According to the preface "the account of the Rhodophyceae is based on the scattered papers of Schmitz, who by utilizing his own researches

and the splendid investigations of Thuret and Bornet, has almost wholly altered the classification of the sub-class." Four orders are recognized, based upon the development of the cystocarp; the Menalionacea, Gagartinacea, Rhodomenacea, Cryptonemiaceœ. The Bungiacea, including Perphyra, are placed at the end of the Rhodophycea as an Anhang. In the last ten pages the Cyanophyceae are briefly treated under two orders, the Nostocaceae and Clerocaccacea. Throughout the work each order and in the larger orders each family is synoptically treated under four heads; general character, thallus, reproduction and geographical distribution. In it are embodied the results of the latest investigation on all groups, much having been taken from the able investigations of the author and his associates. Errors are comparatively few, one of the most noticeable being the mentioning of genus Egregia as one of the Fucaceae (P. 55). It is again mentioned in its proper place among the Laminariaceae (P. 85).

DE ALTON SAUNDERS.

Taxonomy of the Crinoids.-The true position of a science in the scale of progress is measured by the degree of perfection exhibited in the systematic arrangement of the phenomena of which it treats. Its claims to philosophic recognition are proportional to the accuracy of the genetic relationships shown in its system of classification. If this be true of a general science, it is no less a reality in its various departments. There is, perhaps, nowhere a better exemplification than the Crinoids; and no zoological group has made in recent years more rapid progress towards a rational classification.

The data upon which the systematic arrangement of the stemmed echinoderms rests are elaborately set forth in the lately issued work of Messrs. Charles Wachsmuth and Frank Springer. It is of great interest to know that the advancement in an understanding of the group has been almost wholly from the paleontological side and that the results are accepted practically without change by the most eminent students of the living forms.
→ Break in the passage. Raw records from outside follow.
use std::future::Future;
use std::time::Duration;

use crate::error::LlmError;

const BASE_BACKOFF_SECS: u64 = 1;

/// Parse the `Retry-After` header value as seconds, falling back to exponential backoff.
pub(crate) fn retry_delay(response: &reqwest::Response, attempt: u32) -> Duration {
    if let Some(val) = response.headers().get("retry-after")
        && let Ok(s) = val.to_str()
        && let Ok(secs) = s.parse::<u64>()
    {
        return Duration::from_secs(secs);
    }
    Duration::from_secs(BASE_BACKOFF_SECS << attempt)
}

/// Send an HTTP request, retrying up to `max_retries` times on 429 responses.
///
/// `f` must return a `reqwest::Response`. On each rate-limited attempt, logs a
/// warning and waits before retrying. Returns the successful `Response` for
/// further processing by the caller, or an error.
///
/// # Errors
///
/// Returns `LlmError::RateLimited` if all attempts are exhausted, or the underlying
/// `reqwest::Error` wrapped as `LlmError::Http` for other failures.
pub(crate) async fn send_with_retry<F, Fut>(
    provider_name: &str,
    max_retries: u32,
    mut f: F,
) -> Result<reqwest::Response, LlmError>
where
    F: FnMut() -> Fut,
    Fut: Future<Output = Result<reqwest::Response, reqwest::Error>>,
{
    for attempt in 0..=max_retries {
        let response = f().await.map_err(LlmError::Http)?;
        let status = response.status();

        if status == reqwest::StatusCode::TOO_MANY_REQUESTS {
            if attempt == max_retries {
                return Err(LlmError::RateLimited);
            }
            let delay = retry_delay(&response, attempt);
            tracing::warn!(
                "{provider_name} rate limited, retrying in {}s ({}/{})",
                delay.as_secs(),
                attempt + 1,
                max_retries
            );
            tokio::time::sleep(delay).await;
            continue;
        }

        return Ok(response);
    }

    Err(LlmError::RateLimited)
}

#[cfg(test)]
mod tests {
    use super::*;

    #[test]
    fn backoff_doubles_per_attempt() {
        assert_eq!(BASE_BACKOFF_SECS << 0, 1);
        assert_eq!(BASE_BACKOFF_SECS << 1, 2);
        assert_eq!(BASE_BACKOFF_SECS << 2, 4);
    }

    /// Spawn a minimal HTTP server that returns a fixed response for each connection.
    async fn spawn_mock_server(responses: Vec<&'static str>) -> (u16, tokio::task::JoinHandle<()>) {
        use tokio::io::{AsyncBufReadExt, AsyncWriteExt, BufReader};
        use tokio::net::TcpListener;

        let listener = TcpListener::bind("127.0.0.1:0").await.unwrap();
        let port = listener.local_addr().unwrap().port();

        let handle = tokio::spawn(async move {
            for resp in responses {
                let Ok((mut stream, _)) = listener.accept().await else {
                    break;
                };
                tokio::spawn(async move {
                    let (reader, mut writer) = stream.split();
                    let mut buf_reader = BufReader::new(reader);
                    let mut line = String::new();
                    loop {
                        line.clear();
                        buf_reader.read_line(&mut line).await.unwrap_or(0);
                        if line == "\r\n" || line == "\n" || line.is_empty() {
                            break;
                        }
                    }
                    writer.write_all(resp.as_bytes()).await.ok();
                });
            }
        });

        (port, handle)
    }

    #[tokio::test]
    async fn success_on_first_attempt() {
        let ok = "HTTP/1.1 200 OK\r\nContent-Length: 2\r\n\r\nok";
        let (port, _handle) = spawn_mock_server(vec![ok]).await;

        let client = reqwest::Client::new();
        let url = format!("http://127.0.0.1:{port}/");
        let response = send_with_retry("test", 2, || client.get(&url).send())
            .await
            .unwrap();
        assert_eq!(response.status(), reqwest::StatusCode::OK);
    }

    #[tokio::test]
    async fn retries_on_429_then_succeeds() {
        let limited = "HTTP/1.1 429 Too Many Requests\r\nretry-after: 0\r\nContent-Length: 0\r\n\r\n";
        let ok = "HTTP/1.1 200 OK\r\nContent-Length: 2\r\n\r\nok";
        let (port, _handle) = spawn_mock_server(vec![limited, ok]).await;

        let client = reqwest::Client::new();
        let url = format!("http://127.0.0.1:{port}/");
        let response = send_with_retry("test", 2, || client.get(&url).send())
            .await
            .unwrap();
        assert_eq!(response.status(), reqwest::StatusCode::OK);
    }

    #[tokio::test]
    async fn exhausted_retries_return_rate_limited() {
        let limited = "HTTP/1.1 429 Too Many Requests\r\nretry-after: 0\r\nContent-Length: 0\r\n\r\n";
        let (port, _handle) = spawn_mock_server(vec![limited, limited]).await;

        let client = reqwest::Client::new();
        let url = format!("http://127.0.0.1:{port}/");
        let result = send_with_retry("test", 1, || client.get(&url).send()).await;
        assert!(matches!(result, Err(LlmError::RateLimited)));
    }
}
As is well known, the crinoids are to-day almost extinct; but that in past geological ages they were the most prolific forms of life. On account of the peculiar construction, unusually great opportunities are afforded for the solution of morphological problems, and full advantage has been taken. Upon so firm a foundation does the classification of the crinoids, as prepared by Wachsmuth and Springer now rest, that it is hardly probable that it will require radical change for a century to come.

2 North American Fossil Crinoidea Camerata: Memoirs Museum Comp. Zool., 2 parts, 800 pp., and atlas of 83 plates. Cambridge, 1895.